EXERCISE GOAL
Without changing a single character, write out every record below.

PROVIDED DATA
>>>>>
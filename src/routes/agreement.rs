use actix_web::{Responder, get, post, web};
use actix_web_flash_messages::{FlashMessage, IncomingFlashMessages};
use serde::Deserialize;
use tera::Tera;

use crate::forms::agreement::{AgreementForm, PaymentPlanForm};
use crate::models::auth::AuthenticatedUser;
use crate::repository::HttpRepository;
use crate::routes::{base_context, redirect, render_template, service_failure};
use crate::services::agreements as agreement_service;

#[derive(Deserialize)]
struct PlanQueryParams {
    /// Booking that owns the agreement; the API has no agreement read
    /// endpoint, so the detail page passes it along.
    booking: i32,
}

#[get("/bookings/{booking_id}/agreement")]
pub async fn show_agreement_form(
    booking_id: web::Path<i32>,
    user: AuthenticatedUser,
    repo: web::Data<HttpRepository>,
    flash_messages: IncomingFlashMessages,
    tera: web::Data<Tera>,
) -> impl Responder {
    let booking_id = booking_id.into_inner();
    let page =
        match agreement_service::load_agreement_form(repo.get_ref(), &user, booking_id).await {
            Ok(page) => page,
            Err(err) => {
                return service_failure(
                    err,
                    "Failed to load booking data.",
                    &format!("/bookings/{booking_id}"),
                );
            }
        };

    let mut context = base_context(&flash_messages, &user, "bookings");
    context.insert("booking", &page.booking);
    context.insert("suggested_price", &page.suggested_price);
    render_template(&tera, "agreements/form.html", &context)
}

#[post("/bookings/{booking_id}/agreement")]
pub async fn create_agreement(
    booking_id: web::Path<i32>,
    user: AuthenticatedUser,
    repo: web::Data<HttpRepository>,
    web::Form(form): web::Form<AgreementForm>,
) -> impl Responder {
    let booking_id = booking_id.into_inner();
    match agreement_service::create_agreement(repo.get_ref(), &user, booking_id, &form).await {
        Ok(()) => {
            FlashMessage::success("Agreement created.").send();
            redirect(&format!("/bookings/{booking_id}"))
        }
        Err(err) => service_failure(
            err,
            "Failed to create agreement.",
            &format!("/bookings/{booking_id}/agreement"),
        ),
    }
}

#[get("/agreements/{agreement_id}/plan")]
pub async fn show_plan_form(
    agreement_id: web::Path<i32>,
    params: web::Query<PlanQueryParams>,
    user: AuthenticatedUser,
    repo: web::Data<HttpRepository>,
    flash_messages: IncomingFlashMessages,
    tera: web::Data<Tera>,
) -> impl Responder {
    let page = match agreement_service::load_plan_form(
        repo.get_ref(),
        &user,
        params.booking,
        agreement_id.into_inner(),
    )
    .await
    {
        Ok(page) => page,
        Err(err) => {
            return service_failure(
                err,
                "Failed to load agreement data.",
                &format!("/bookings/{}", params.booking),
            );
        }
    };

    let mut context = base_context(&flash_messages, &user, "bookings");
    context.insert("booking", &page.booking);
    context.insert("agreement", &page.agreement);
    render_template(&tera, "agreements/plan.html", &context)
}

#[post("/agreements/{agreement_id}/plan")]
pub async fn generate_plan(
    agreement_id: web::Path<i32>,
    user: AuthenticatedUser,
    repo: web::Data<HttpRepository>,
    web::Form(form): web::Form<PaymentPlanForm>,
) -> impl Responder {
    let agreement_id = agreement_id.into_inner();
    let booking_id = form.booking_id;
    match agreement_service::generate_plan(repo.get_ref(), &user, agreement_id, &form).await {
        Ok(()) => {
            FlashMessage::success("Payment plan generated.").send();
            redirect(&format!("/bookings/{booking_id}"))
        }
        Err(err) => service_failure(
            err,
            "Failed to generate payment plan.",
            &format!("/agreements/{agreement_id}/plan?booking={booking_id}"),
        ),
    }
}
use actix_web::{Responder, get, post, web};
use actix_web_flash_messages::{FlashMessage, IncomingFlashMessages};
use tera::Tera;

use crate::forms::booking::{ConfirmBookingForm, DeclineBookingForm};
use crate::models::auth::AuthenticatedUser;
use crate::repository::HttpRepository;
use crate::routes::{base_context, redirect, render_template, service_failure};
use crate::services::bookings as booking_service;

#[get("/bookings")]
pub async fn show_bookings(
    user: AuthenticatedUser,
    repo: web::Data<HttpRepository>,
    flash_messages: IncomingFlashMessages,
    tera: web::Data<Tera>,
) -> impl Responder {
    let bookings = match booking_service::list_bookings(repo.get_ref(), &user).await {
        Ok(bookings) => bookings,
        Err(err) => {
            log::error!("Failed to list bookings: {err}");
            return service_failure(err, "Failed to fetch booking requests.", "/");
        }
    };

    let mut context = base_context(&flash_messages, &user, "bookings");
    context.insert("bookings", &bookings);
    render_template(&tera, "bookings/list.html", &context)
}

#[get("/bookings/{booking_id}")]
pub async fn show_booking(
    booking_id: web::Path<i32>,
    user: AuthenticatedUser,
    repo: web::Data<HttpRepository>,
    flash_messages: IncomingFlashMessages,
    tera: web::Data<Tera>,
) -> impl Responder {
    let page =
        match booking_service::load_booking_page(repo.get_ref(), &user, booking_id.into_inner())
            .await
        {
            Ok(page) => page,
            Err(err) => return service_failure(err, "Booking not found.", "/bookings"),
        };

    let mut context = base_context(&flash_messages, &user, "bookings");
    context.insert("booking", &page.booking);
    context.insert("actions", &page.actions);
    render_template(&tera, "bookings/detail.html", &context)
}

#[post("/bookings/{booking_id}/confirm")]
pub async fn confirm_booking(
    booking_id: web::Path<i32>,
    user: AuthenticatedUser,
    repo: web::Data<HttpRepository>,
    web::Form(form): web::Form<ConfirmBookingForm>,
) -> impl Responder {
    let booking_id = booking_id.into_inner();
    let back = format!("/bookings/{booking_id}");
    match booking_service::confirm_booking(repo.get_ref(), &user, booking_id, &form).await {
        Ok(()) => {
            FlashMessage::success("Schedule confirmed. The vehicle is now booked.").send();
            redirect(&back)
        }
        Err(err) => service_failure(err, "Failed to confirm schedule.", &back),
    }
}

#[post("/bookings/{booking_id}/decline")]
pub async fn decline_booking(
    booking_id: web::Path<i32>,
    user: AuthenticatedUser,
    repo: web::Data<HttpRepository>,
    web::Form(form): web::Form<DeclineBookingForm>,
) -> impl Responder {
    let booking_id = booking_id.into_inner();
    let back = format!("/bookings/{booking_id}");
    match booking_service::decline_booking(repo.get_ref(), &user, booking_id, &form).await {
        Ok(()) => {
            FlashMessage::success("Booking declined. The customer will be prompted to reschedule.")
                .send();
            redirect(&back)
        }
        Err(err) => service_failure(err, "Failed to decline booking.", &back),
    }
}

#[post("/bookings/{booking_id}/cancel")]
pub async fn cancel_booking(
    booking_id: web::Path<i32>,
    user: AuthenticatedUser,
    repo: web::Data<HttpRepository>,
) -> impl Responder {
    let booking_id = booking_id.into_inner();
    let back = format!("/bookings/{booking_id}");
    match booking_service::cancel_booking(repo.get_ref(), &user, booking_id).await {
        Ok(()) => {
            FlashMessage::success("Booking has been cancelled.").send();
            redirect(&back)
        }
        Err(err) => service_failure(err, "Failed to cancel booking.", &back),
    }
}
<<<<<
ANSWER BOX
filename src/routes/agreement.rs
use actix_web::{Responder, get, post, web};
use actix_web_flash_messages::{FlashMessage, IncomingFlashMessages};
use serde::Deserialize;
use tera::Tera;

use crate::forms::agreement::{AgreementForm, PaymentPlanForm};
use crate::models::auth::AuthenticatedUser;
use crate::repository::HttpRepository;
use crate::routes::{base_context, redirect, render_template, service_failure};
use crate::services::agreements as agreement_service;

#[derive(Deserialize)]
struct PlanQueryParams {
    /// Booking that owns the agreement; the API has no agreement read
    /// endpoint, so the detail page passes it along.
    booking: i32,
}

#[get("/bookings/{booking_id}/agreement")]
pub async fn show_agreement_form(
    booking_id: web::Path<i32>,
    user: AuthenticatedUser,
    repo: web::Data<HttpRepository>,
    flash_messages: IncomingFlashMessages,
    tera: web::Data<Tera>,
) -> impl Responder {
    let booking_id = booking_id.into_inner();
    let page =
        match agreement_service::load_agreement_form(repo.get_ref(), &user, booking_id).await {
            Ok(page) => page,
            Err(err) => {
                return service_failure(
                    err,
                    "Failed to load booking data.",
                    &format!("/bookings/{booking_id}"),
                );
            }
        };

    let mut context = base_context(&flash_messages, &user, "bookings");
    context.insert("booking", &page.booking);
    context.insert("suggested_price", &page.suggested_price);
    render_template(&tera, "agreements/form.html", &context)
}

#[post("/bookings/{booking_id}/agreement")]
pub async fn create_agreement(
    booking_id: web::Path<i32>,
    user: AuthenticatedUser,
    repo: web::Data<HttpRepository>,
    web::Form(form): web::Form<AgreementForm>,
) -> impl Responder {
    let booking_id = booking_id.into_inner();
    match agreement_service::create_agreement(repo.get_ref(), &user, booking_id, &form).await {
        Ok(()) => {
            FlashMessage::success("Agreement created.").send();
            redirect(&format!("/bookings/{booking_id}"))
        }
        Err(err) => service_failure(
            err,
            "Failed to create agreement.",
            &format!("/bookings/{booking_id}/agreement"),
        ),
    }
}

#[get("/agreements/{agreement_id}/plan")]
pub async fn show_plan_form(
    agreement_id: web::Path<i32>,
    params: web::Query<PlanQueryParams>,
    user: AuthenticatedUser,
    repo: web::Data<HttpRepository>,
    flash_messages: IncomingFlashMessages,
    tera: web::Data<Tera>,
) -> impl Responder {
    let page = match agreement_service::load_plan_form(
        repo.get_ref(),
        &user,
        params.booking,
        agreement_id.into_inner(),
    )
    .await
    {
        Ok(page) => page,
        Err(err) => {
            return service_failure(
                err,
                "Failed to load agreement data.",
                &format!("/bookings/{}", params.booking),
            );
        }
    };

    let mut context = base_context(&flash_messages, &user, "bookings");
    context.insert("booking", &page.booking);
    context.insert("agreement", &page.agreement);
    render_template(&tera, "agreements/plan.html", &context)
}

#[post("/agreements/{agreement_id}/plan")]
pub async fn generate_plan(
    agreement_id: web::Path<i32>,
    user: AuthenticatedUser,
    repo: web::Data<HttpRepository>,
    web::Form(form): web::Form<PaymentPlanForm>,
) -> impl Responder {
    let agreement_id = agreement_id.into_inner();
    let booking_id = form.booking_id;
    match agreement_service::generate_plan(repo.get_ref(), &user, agreement_id, &form).await {
        Ok(()) => {
            FlashMessage::success("Payment plan generated.").send();
            redirect(&format!("/bookings/{booking_id}"))
        }
        Err(err) => service_failure(
            err,
            "Failed to generate payment plan.",
            &format!("/agreements/{agreement_id}/plan?booking={booking_id}"),
        ),
    }
}
use actix_web::{Responder, get, post, web};
use actix_web_flash_messages::{FlashMessage, IncomingFlashMessages};
use tera::Tera;

use crate::forms::booking::{ConfirmBookingForm, DeclineBookingForm};
use crate::models::auth::AuthenticatedUser;
use crate::repository::HttpRepository;
use crate::routes::{base_context, redirect, render_template, service_failure};
use crate::services::bookings as booking_service;

#[get("/bookings")]
pub async fn show_bookings(
    user: AuthenticatedUser,
    repo: web::Data<HttpRepository>,
    flash_messages: IncomingFlashMessages,
    tera: web::Data<Tera>,
) -> impl Responder {
    let bookings = match booking_service::list_bookings(repo.get_ref(), &user).await {
        Ok(bookings) => bookings,
        Err(err) => {
            log::error!("Failed to list bookings: {err}");
            return service_failure(err, "Failed to fetch booking requests.", "/");
        }
    };

    let mut context = base_context(&flash_messages, &user, "bookings");
    context.insert("bookings", &bookings);
    render_template(&tera, "bookings/list.html", &context)
}

#[get("/bookings/{booking_id}")]
pub async fn show_booking(
    booking_id: web::Path<i32>,
    user: AuthenticatedUser,
    repo: web::Data<HttpRepository>,
    flash_messages: IncomingFlashMessages,
    tera: web::Data<Tera>,
) -> impl Responder {
    let page =
        match booking_service::load_booking_page(repo.get_ref(), &user, booking_id.into_inner())
            .await
        {
            Ok(page) => page,
            Err(err) => return service_failure(err, "Booking not found.", "/bookings"),
        };

    let mut context = base_context(&flash_messages, &user, "bookings");
    context.insert("booking", &page.booking);
    context.insert("actions", &page.actions);
    render_template(&tera, "bookings/detail.html", &context)
}

#[post("/bookings/{booking_id}/confirm")]
pub async fn confirm_booking(
    booking_id: web::Path<i32>,
    user: AuthenticatedUser,
    repo: web::Data<HttpRepository>,
    web::Form(form): web::Form<ConfirmBookingForm>,
) -> impl Responder {
    let booking_id = booking_id.into_inner();
    let back = format!("/bookings/{booking_id}");
    match booking_service::confirm_booking(repo.get_ref(), &user, booking_id, &form).await {
        Ok(()) => {
            FlashMessage::success("Schedule confirmed. The vehicle is now booked.").send();
            redirect(&back)
        }
        Err(err) => service_failure(err, "Failed to confirm schedule.", &back),
    }
}

#[post("/bookings/{booking_id}/decline")]
pub async fn decline_booking(
    booking_id: web::Path<i32>,
    user: AuthenticatedUser,
    repo: web::Data<HttpRepository>,
    web::Form(form): web::Form<DeclineBookingForm>,
) -> impl Responder {
    let booking_id = booking_id.into_inner();
    let back = format!("/bookings/{booking_id}");
    match booking_service::decline_booking(repo.get_ref(), &user, booking_id, &form).await {
        Ok(()) => {
            FlashMessage::success("Booking declined. The customer will be prompted to reschedule.")
                .send();
            redirect(&back)
        }
        Err(err) => service_failure(err, "Failed to decline booking.", &back),
    }
}

#[post("/bookings/{booking_id}/cancel")]
pub async fn cancel_booking(
    booking_id: web::Path<i32>,
    user: AuthenticatedUser,
    repo: web::Data<HttpRepository>,
) -> impl Responder {
    let booking_id = booking_id.into_inner();
    let back = format!("/bookings/{booking_id}");
    match booking_service::cancel_booking(repo.get_ref(), &user, booking_id).await {
        Ok(()) => {
            FlashMessage::success("Booking has been cancelled.").send();
            redirect(&back)
        }
        Err(err) => service_failure(err, "Failed to cancel booking.", &back),
    }
}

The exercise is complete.